=== INPUT DATA ===
========================
//! Student API Client
//!
//! HTTP client for the student collection REST API.

use reqwest::{Client, Response, StatusCode};
use thiserror::Error;

use crate::storage::{Student, StudentFields};

/// Default collection URL, matching the dashboard's default
pub const DEFAULT_BASE_URL: &str = "http://localhost:8089/api/v1/student";

/// REST client for the student collection
pub struct StudentClient {
    client: Client,
    base_url: String,
}

impl StudentClient {
    /// Create a client for the collection mounted at `base_url`
    pub fn new(base_url: &str) -> Result<Self, ClientError> {
        let client = Client::builder()
            .timeout(std::time::Duration::from_secs(10))
            .build()?;

        Ok(Self {
            client,
            base_url: base_url.trim_end_matches('/').to_string(),
        })
    }

    pub fn base_url(&self) -> &str {
        &self.base_url
    }

    fn url(&self, path: &str) -> String {
        format!("{}/{}", self.base_url, path)
    }

    /// `{base}/{action}/{id}` with the id as one percent-encoded segment
    fn record_url(&self, action: &str, id: &str) -> String {
        self.url(&format!("{}/{}", action, urlencoding::encode(id)))
    }

    /// GET /getall
    pub async fn list(&self) -> Result<Vec<Student>, ClientError> {
        let response = self.client.get(self.url("getall")).send().await?;
        Ok(check(response).await?.json().await?)
    }

    /// GET /search/:id
    pub async fn get(&self, id: &str) -> Result<Student, ClientError> {
        let response = self
            .client
            .get(self.record_url("search", id))
            .send()
            .await?;
        Ok(check(response).await?.json().await?)
    }

    /// POST /save
    pub async fn create(&self, fields: &StudentFields) -> Result<Student, ClientError> {
        let response = self.client.post(self.url("save")).json(fields).send().await?;
        Ok(check(response).await?.json().await?)
    }

    /// PUT /edit/:id
    pub async fn update(&self, id: &str, fields: &StudentFields) -> Result<Student, ClientError> {
        let response = self
            .client
            .put(self.record_url("edit", id))
            .json(fields)
            .send()
            .await?;
        Ok(check(response).await?.json().await?)
    }

    /// DELETE /delete/:id
    pub async fn delete(&self, id: &str) -> Result<(), ClientError> {
        let response = self
            .client
            .delete(self.record_url("delete", id))
            .send()
            .await?;
        check(response).await?;
        Ok(())
    }
}

/// Turn non-2xx responses into `ClientError::Api`
async fn check(response: Response) -> Result<Response, ClientError> {
    let status = response.status();
    if status.is_success() {
        return Ok(response);
    }

    #[derive(serde::Deserialize)]
    struct ErrorEnvelope {
        error: ErrorBody,
    }

    #[derive(serde::Deserialize)]
    struct ErrorBody {
        message: String,
    }

    let message = response
        .json::<ErrorEnvelope>()
        .await
        .map(|e| e.error.message)
        .unwrap_or_else(|_| status.canonical_reason().unwrap_or("Unknown error").to_string());

    Err(ClientError::Api { status, message })
}

/// Errors from the student API client
#[derive(Debug, Error)]
pub enum ClientError {
    #[error("HTTP request failed: {0}")]
    Request(#[from] reqwest::Error),

    #[error("API error ({status}): {message}")]
    Api { status: StatusCode, message: String },
}

impl ClientError {
    pub fn is_not_found(&self) -> bool {
        matches!(self, ClientError::Api { status, .. } if *status == StatusCode::NOT_FOUND)
    }
}
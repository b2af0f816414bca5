//! Edit Student Page
//!
//! Form over one entry, saved as a full update.

use leptos::*;
use leptos_router::*;

use crate::components::{ErrorBanner, InlineLoading, Loading};
use crate::state::edit::{self, EditForm, EditPhase, Field};
use crate::state::global::GlobalState;
use crate::state::model::STATUS_OPTIONS;

/// Edit view at `/editpost/:student_id`
#[component]
pub fn EditStudent() -> impl IntoView {
    let state = use_context::<GlobalState>().expect("GlobalState not found");
    let params = use_params_map();
    let navigate = use_navigate();
    let form = create_rw_signal(EditForm::default());

    let student_id = create_memo(move |_| {
        params.with(|p| p.get("student_id").cloned().unwrap_or_default())
    });

    // Load once per distinct id
    let api = state.api.clone();
    create_effect(move |_| {
        let id = student_id.get();
        let api = api.clone();
        spawn_local(async move {
            edit::load(&api, &form, id).await;
        });
    });

    let on_submit = move |ev: ev::SubmitEvent| {
        ev.prevent_default();

        let state = state.clone();
        let navigate = navigate.clone();
        spawn_local(async move {
            let api = state.api.clone();
            edit::submit(&api, &form, || {
                state.show_success("Successfully Updated!");
                navigate("/", Default::default());
            })
            .await;
        });
    };

    let phase = create_memo(move |_| form.with(|f| f.phase));
    let error = create_memo(move |_| form.with(|f| f.error));

    view! {
        <div class="max-w-2xl mx-auto space-y-6">
            <div>
                <h1 class="text-3xl font-bold">"Edit Student"</h1>
                <p class="text-gray-400 mt-1">"Update the entry and save"</p>
            </div>

            {move || error.get().map(|e| view! { <ErrorBanner message=e.message() /> })}

            <Show
                when=move || phase.get() != EditPhase::Loading
                fallback=|| view! { <Loading /> }
            >
                <form on:submit=on_submit.clone() class="bg-gray-800 rounded-lg p-6 space-y-4">
                    <TextField form=form field=Field::Name label="Date" input_type="date" />
                    <TextField form=form field=Field::Address label="Description" input_type="text" />
                    <StatusField form=form />
                    <TextField form=form field=Field::Pushups label="No Of Pushups" input_type="number" />
                    <TextField form=form field=Field::Distance label="Ran Distance" input_type="number" />
                    <TextField form=form field=Field::Weight label="Weight Lifted" input_type="number" />

                    <button
                        type="submit"
                        disabled=move || phase.get() == EditPhase::Submitting
                        class="w-full px-4 py-2 bg-primary-600 hover:bg-primary-700 disabled:opacity-50 \
                               rounded-lg font-medium transition-colors"
                    >
                        {move || {
                            if phase.get() == EditPhase::Submitting {
                                view! { <InlineLoading /> }.into_view()
                            } else {
                                "Update".into_view()
                            }
                        }}
                    </button>
                </form>
            </Show>
        </div>
    }
}

/// Controlled input bound to one field
#[component]
fn TextField(
    form: RwSignal<EditForm>,
    field: Field,
    label: &'static str,
    input_type: &'static str,
) -> impl IntoView {
    view! {
        <label class="block">
            <span class="block text-sm text-gray-400 mb-1">{label}</span>
            <input
                type=input_type
                name=field.name()
                step=(input_type == "number").then_some("any")
                prop:value=move || form.with(|f| f.value(field).to_string())
                on:input=move |ev| form.update(|f| f.set(field, event_target_value(&ev)))
                class="w-full px-3 py-2 bg-gray-700 border border-gray-600 rounded-lg \
                       focus:outline-none focus:border-primary-500"
            />
        </label>
    }
}

#[component]
fn StatusField(form: RwSignal<EditForm>) -> impl IntoView {
    view! {
        <label class="block">
            <span class="block text-sm text-gray-400 mb-1">"Status"</span>
            <select
                name=Field::Status.name()
                prop:value=move || form.with(|f| f.value(Field::Status).to_string())
                on:change=move |ev| form.update(|f| f.set(Field::Status, event_target_value(&ev)))
                class="w-full px-3 py-2 bg-gray-700 border border-gray-600 rounded-lg \
                       focus:outline-none focus:border-primary-500"
            >
                {STATUS_OPTIONS
                    .iter()
                    .map(|(value, label)| view! { <option value=*value>{*label}</option> })
                    .collect_view()}
            </select>
        </label>
    }
}
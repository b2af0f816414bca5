//! fitlog CLI
//!
//! Command-line interface for the student collection:
//! - List, show and delete entries
//! - Import entries from CSV
//! - Generate a default config file

use clap::{Parser, Subcommand};
use fitlog::client::StudentClient;
use fitlog::config::{generate_default_config, Config};
use fitlog::import::import_csv;
use fitlog::Student;
use std::path::PathBuf;

#[derive(Parser)]
#[command(name = "fitlog")]
#[command(version = env!("CARGO_PKG_VERSION"))]
#[command(about = "Manage fitness log entries in a fitlog record store")]
pub struct Cli {
    #[command(subcommand)]
    pub command: Commands,

    /// Student collection URL (default: derived from config)
    #[arg(long, global = true)]
    pub api_url: Option<String>,

    /// Output format (table, json)
    #[arg(short, long, default_value = "table", global = true)]
    pub format: String,
}

#[derive(Subcommand)]
pub enum Commands {
    /// List all entries
    List,

    /// Show a single entry
    Show {
        /// Entry id
        id: String,
    },

    /// Delete an entry
    Delete {
        /// Entry id
        id: String,
    },

    /// Import entries from CSV
    Import {
        /// Path to CSV file
        path: PathBuf,
        /// Validate only, don't send anything
        #[arg(long)]
        dry_run: bool,
    },

    /// Generate default config file
    Config {
        /// Output path (default: stdout)
        #[arg(short, long)]
        output: Option<PathBuf>,
    },
}

#[tokio::main]
async fn main() -> Result<(), Box<dyn std::error::Error>> {
    let cli = Cli::parse();
    let config = Config::load_default()?;
    fitlog::logging::init(&config.logging);

    let api_url = cli
        .api_url
        .clone()
        .unwrap_or_else(|| config.api.local_url());

    match cli.command {
        Commands::List => {
            let client = StudentClient::new(&api_url)?;
            let students = client.list().await?;

            if cli.format == "json" {
                println!("{}", serde_json::to_string_pretty(&students)?);
            } else if students.is_empty() {
                println!("No entries yet.");
            } else {
                print_table(&students);
            }
        }

        Commands::Show { id } => {
            let client = StudentClient::new(&api_url)?;
            let student = match client.get(&id).await {
                Ok(student) => student,
                Err(e) if e.is_not_found() => {
                    eprintln!("No entry with id {}", id);
                    std::process::exit(1);
                }
                Err(e) => return Err(e.into()),
            };

            if cli.format == "json" {
                println!("{}", serde_json::to_string_pretty(&student)?);
            } else {
                print_table(std::slice::from_ref(&student));
            }
        }

        Commands::Delete { id } => {
            let client = StudentClient::new(&api_url)?;
            client.delete(&id).await?;
            println!("Deleted {}", id);
        }

        Commands::Import { path, dry_run } => {
            if !path.exists() {
                eprintln!("File not found: {:?}", path);
                std::process::exit(1);
            }

            let result = import_csv(&path)?;

            for error in &result.errors {
                eprintln!("  {}", error);
            }
            println!(
                "Parsed {} rows: {} valid, {} rejected",
                result.rows_processed,
                result.entries.len(),
                result.rows_failed
            );

            if dry_run {
                println!("Dry run, nothing imported.");
                return Ok(());
            }

            let client = StudentClient::new(&api_url)?;
            let mut imported = 0;
            for fields in &result.entries {
                match client.create(fields).await {
                    Ok(_) => imported += 1,
                    Err(e) => eprintln!("  Failed to import {}: {}", fields.student_name, e),
                }
            }
            println!("Imported {} entries into {}", imported, client.base_url());
        }

        Commands::Config { output } => {
            let content = generate_default_config();
            match output {
                Some(path) => {
                    std::fs::write(&path, content)?;
                    println!("Wrote default config to {:?}", path);
                }
                None => print!("{}", content),
            }
        }
    }

    Ok(())
}

fn print_table(students: &[Student]) {
    println!(
        "{:<34} {:<12} {:<16} {:<11} {:>8} {:>10} {:>10}",
        "ID", "Date", "Description", "Status", "Pushups", "Distance", "Weight"
    );
    println!("{}", "-".repeat(107));

    for student in students {
        let f = &student.fields;
        println!(
            "{:<34} {:<12} {:<16} {:<11} {:>8} {:>10} {:>10}",
            student.id,
            f.student_name,
            truncate(&f.student_address, 16),
            f.status,
            f.pushups,
            format!("{} Km", f.ran_distance),
            format!("{} Kg", f.weight_lifted),
        );
    }
}

fn truncate(s: &str, max: usize) -> String {
    if s.chars().count() <= max {
        s.to_string()
    } else {
        let mut out: String = s.chars().take(max.saturating_sub(1)).collect();
        out.push('…');
        out
    }
}
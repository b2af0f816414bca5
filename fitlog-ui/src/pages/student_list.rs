//! Student List Page
//!
//! Three exercise charts above the table of all entries.

use leptos::*;
use leptos_router::*;

use crate::components::{ErrorBanner, LineChart, Loading};
use crate::state::global::GlobalState;
use crate::state::list::{self, ListState};
use crate::state::model::Student;
use crate::state::series::Exercise;

/// List view at `/`
#[component]
pub fn StudentList() -> impl IntoView {
    let state = use_context::<GlobalState>().expect("GlobalState not found");
    let list_state = create_rw_signal(ListState::default());

    // Fetch on mount
    let api = state.api.clone();
    create_effect(move |_| {
        let api = api.clone();
        spawn_local(async move {
            list::refresh(&api, &list_state).await;
        });
    });

    let on_delete = Callback::new(move |id: String| {
        let state = state.clone();
        spawn_local(async move {
            let api = state.api.clone();
            list::delete_and_refresh(&api, &list_state, &id, || {
                state.show_success("Successfully Deleted");
            })
            .await;
        });
    });

    let students = create_memo(move |_| list_state.with(|s| s.students.clone()));
    let loaded = create_memo(move |_| list_state.with(|s| s.loaded));
    let error = create_memo(move |_| list_state.with(|s| s.error));

    view! {
        <div class="space-y-8">
            // Header
            <div class="flex items-center justify-between">
                <div>
                    <h1 class="text-3xl font-bold">"Student Details"</h1>
                    <p class="text-gray-400 mt-1">"Pushups, distance and weight over time"</p>
                </div>

                <A
                    href="/post"
                    class="px-4 py-2 bg-primary-600 hover:bg-primary-700 rounded-lg font-medium transition-colors"
                >
                    "Create"
                </A>
            </div>

            {move || error.get().map(|e| view! { <ErrorBanner message=e.message() /> })}

            // Charts
            <div class="grid grid-cols-1 lg:grid-cols-3 gap-6">
                {Exercise::ALL
                    .into_iter()
                    .map(|exercise| {
                        let series = create_memo(move |_| {
                            list_state.with(|s| s.series.get(exercise).to_vec())
                        });
                        view! { <LineChart exercise=exercise series=series /> }
                    })
                    .collect_view()}
            </div>

            // Table
            <div class="bg-gray-800 rounded-lg overflow-x-auto">
                <Show when=move || loaded.get() fallback=|| view! { <Loading /> }>
                    <StudentTable students=students on_delete=on_delete />
                </Show>
            </div>
        </div>
    }
}

#[component]
fn StudentTable(
    #[prop(into)]
    students: Signal<Vec<Student>>,
    on_delete: Callback<String>,
) -> impl IntoView {
    view! {
        <table class="w-full text-sm">
            <thead class="bg-gray-700 text-gray-300">
                <tr>
                    <th class="px-4 py-3 text-left">"Date"</th>
                    <th class="px-4 py-3 text-left">"Description"</th>
                    <th class="px-4 py-3 text-left">"Status"</th>
                    <th class="px-4 py-3 text-right">"No Of Pushups"</th>
                    <th class="px-4 py-3 text-right">"Ran Distance"</th>
                    <th class="px-4 py-3 text-right">"Weight Lifted"</th>
                    <th class="px-4 py-3 text-center">"Action"</th>
                </tr>
            </thead>
            <tbody>
                <For
                    each=move || students.get()
                    key=|student| student.clone()
                    children=move |student| view! { <StudentRow student=student on_delete=on_delete /> }
                />
            </tbody>
        </table>
    }
}

#[component]
fn StudentRow(student: Student, on_delete: Callback<String>) -> impl IntoView {
    let navigate = use_navigate();
    let edit_path = format!("/editpost/{}", student.id);
    let id = student.id.clone();
    let fields = student.fields;

    view! {
        <tr class="border-t border-gray-700 hover:bg-gray-750">
            <td class="px-4 py-3">{fields.student_name}</td>
            <td class="px-4 py-3 text-gray-300">{fields.student_address}</td>
            <td class="px-4 py-3">{fields.status}</td>
            <td class="px-4 py-3 text-right">{fields.pushups}</td>
            <td class="px-4 py-3 text-right">{format!("{} Km", fields.ran_distance)}</td>
            <td class="px-4 py-3 text-right">{format!("{} Kg", fields.weight_lifted)}</td>
            <td class="px-4 py-3 text-center space-x-2">
                <button
                    on:click=move |_| navigate(&edit_path, Default::default())
                    class="px-3 py-1 bg-primary-600 hover:bg-primary-700 rounded font-medium transition-colors"
                >
                    "Edit"
                </button>
                <button
                    on:click=move |_| on_delete.call(id.clone())
                    class="px-3 py-1 bg-red-600 hover:bg-red-700 rounded font-medium transition-colors"
                >
                    "Delete"
                </button>
            </td>
        </tr>
    }
}
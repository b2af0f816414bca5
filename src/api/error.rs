//! API Error Types
//!
//! Defines error types for the API layer and implements conversion
//! to HTTP responses with appropriate status codes.

use axum::{
    extract::rejection::JsonRejection,
    http::StatusCode,
    response::{IntoResponse, Response},
    Json,
};
use serde::Serialize;
use thiserror::Error;

use crate::storage::{FieldError, StorageError};

/// API error types
#[derive(Error, Debug)]
pub enum ApiError {
    /// Request validation failed
    #[error("Validation error: {0}")]
    Validation(String),

    /// Storage layer error
    #[error("Storage error: {0}")]
    Storage(#[from] StorageError),

    /// Internal server error
    #[error("Internal error: {0}")]
    Internal(String),

    /// IO error
    #[error("IO error: {0}")]
    Io(#[from] std::io::Error),
}

impl From<FieldError> for ApiError {
    fn from(e: FieldError) -> Self {
        ApiError::Validation(e.to_string())
    }
}

/// Malformed bodies, wrong content type and mistyped fields all answer 400
impl From<JsonRejection> for ApiError {
    fn from(rejection: JsonRejection) -> Self {
        ApiError::Validation(rejection.body_text())
    }
}

/// Error response body
#[derive(Serialize)]
pub struct ErrorResponse {
    pub error: ErrorBody,
    pub request_id: String,
}

/// Error details
#[derive(Serialize)]
pub struct ErrorBody {
    pub code: String,
    pub message: String,
}

impl ApiError {
    fn status_and_code(&self) -> (StatusCode, &'static str) {
        match self {
            ApiError::Validation(_) => (StatusCode::BAD_REQUEST, "VALIDATION_ERROR"),
            ApiError::Storage(StorageError::NotFound(_)) => (StatusCode::NOT_FOUND, "NOT_FOUND"),
            ApiError::Storage(_) => (StatusCode::INTERNAL_SERVER_ERROR, "STORAGE_ERROR"),
            ApiError::Internal(_) => (StatusCode::INTERNAL_SERVER_ERROR, "INTERNAL_ERROR"),
            ApiError::Io(_) => (StatusCode::INTERNAL_SERVER_ERROR, "IO_ERROR"),
        }
    }
}

impl IntoResponse for ApiError {
    fn into_response(self) -> Response {
        let (status, code) = self.status_and_code();

        let request_id = uuid::Uuid::new_v4().to_string();

        if status.is_server_error() {
            tracing::error!(
                request_id = %request_id,
                error_code = %code,
                error_message = %self,
                "API error occurred"
            );
        } else {
            tracing::debug!(
                request_id = %request_id,
                error_code = %code,
                error_message = %self,
                "Request rejected"
            );
        }

        let body = ErrorResponse {
            error: ErrorBody {
                code: code.to_string(),
                message: self.to_string(),
            },
            request_id,
        };

        (status, Json(body)).into_response()
    }
}

/// Result type for API operations
pub type ApiResult<T> = Result<T, ApiError>;
//! Student API
//!
//! The views talk to the record service through [`StudentApi`] so the
//! fetch/delete/update flows can run against an in-memory double in tests.

pub mod client;

pub use client::HttpApi;

use thiserror::Error;

use crate::state::model::{Student, StudentFields};

/// Failure of a single API call
#[derive(Clone, Debug, Error, PartialEq, Eq)]
pub enum ApiError {
    #[error("Network error: {0}")]
    Network(String),

    #[error("Server responded with status {0}")]
    Status(u16),

    #[error("Parse error: {0}")]
    Decode(String),
}

/// Operations the dashboard performs against the student collection
#[allow(async_fn_in_trait)]
pub trait StudentApi {
    /// `GET /getall`
    async fn fetch_all(&self) -> Result<Vec<Student>, ApiError>;

    /// `GET /search/{id}`
    async fn fetch_one(&self, id: &str) -> Result<Student, ApiError>;

    /// `PUT /edit/{id}` with all six fields
    async fn update(&self, id: &str, fields: &StudentFields) -> Result<(), ApiError>;

    /// `DELETE /delete/{id}`
    async fn delete(&self, id: &str) -> Result<(), ApiError>;
}
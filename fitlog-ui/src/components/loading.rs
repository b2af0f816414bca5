//! Loading Component
//!
//! Loading spinners.

use leptos::*;

/// Full-width loading spinner
#[component]
pub fn Loading() -> impl IntoView {
    view! {
        <div class="flex items-center justify-center py-12">
            <div class="loading-spinner w-8 h-8" />
        </div>
    }
}

/// Inline loading spinner
#[component]
pub fn InlineLoading() -> impl IntoView {
    view! {
        <span class="inline-block loading-spinner w-4 h-4" />
    }
}
//! Toast Notification Component
//!
//! Shows confirmations after a delete or update.

use leptos::*;

use crate::state::global::GlobalState;

/// Toast notification container
#[component]
pub fn Toast() -> impl IntoView {
    let state = use_context::<GlobalState>().expect("GlobalState not found");

    view! {
        <div class="fixed bottom-6 right-4 z-50 space-y-2">
            {move || {
                state.success.get().map(|msg| view! {
                    <div class="flex items-center space-x-3 bg-green-600 text-white px-4 py-3 rounded-lg shadow-lg \
                                transform transition-all duration-300 ease-out animate-slide-in">
                        <span class="text-lg">"✓"</span>
                        <span class="text-sm font-medium">{msg}</span>
                    </div>
                })
            }}
        </div>
    }
}
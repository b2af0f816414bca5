//! fitlog API Server
//!
//! Run with: cargo run --bin fitlog-api
//!
//! # Configuration
//!
//! Read from `config.toml` (see `fitlog config`), overridden by:
//! - `FITLOG_API_HOST`: Host to bind to (default: 0.0.0.0)
//! - `FITLOG_API_PORT`: Port to listen on (default: 8089)
//! - `FITLOG_DATA_DIR`: Data directory
//! - `FITLOG_CORS_ORIGINS`: Comma separated allowed origins (default: any)
//! - `FITLOG_LOG_LEVEL` / `FITLOG_LOG_FORMAT`: Logging (default: info / pretty)
//! - `RUST_LOG`: Full filter directive, wins over the level above

use fitlog::api::{serve, AppState};
use fitlog::config::Config;
use fitlog::storage::{RecordStore, StorageConfig};
use std::sync::Arc;

#[tokio::main]
async fn main() -> Result<(), Box<dyn std::error::Error>> {
    let config = Config::load_default()?;
    fitlog::logging::init(&config.logging);

    tracing::info!("Starting fitlog API server v{}", env!("CARGO_PKG_VERSION"));
    match Config::default_path() {
        Some(path) => tracing::info!("Loaded config from {:?}", path),
        None => tracing::info!("No config file found, using defaults and environment"),
    }
    tracing::info!("Data directory: {:?}", config.storage.data_dir);

    let store = Arc::new(RecordStore::open(&StorageConfig::new(&config.storage.data_dir))?);
    tracing::info!("Record store holds {} entries", store.count()?);

    tracing::info!("Student collection at {}", config.api.local_url());

    let state = AppState::new(store, config.api);
    serve(state).await?;

    tracing::info!("fitlog API server stopped");

    Ok(())
}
========================
=== WHAT YOU WILL DO ===
Only the number is needed here: how many lines of the records contain "static"?

=== FINISHED EXERCISE ===
3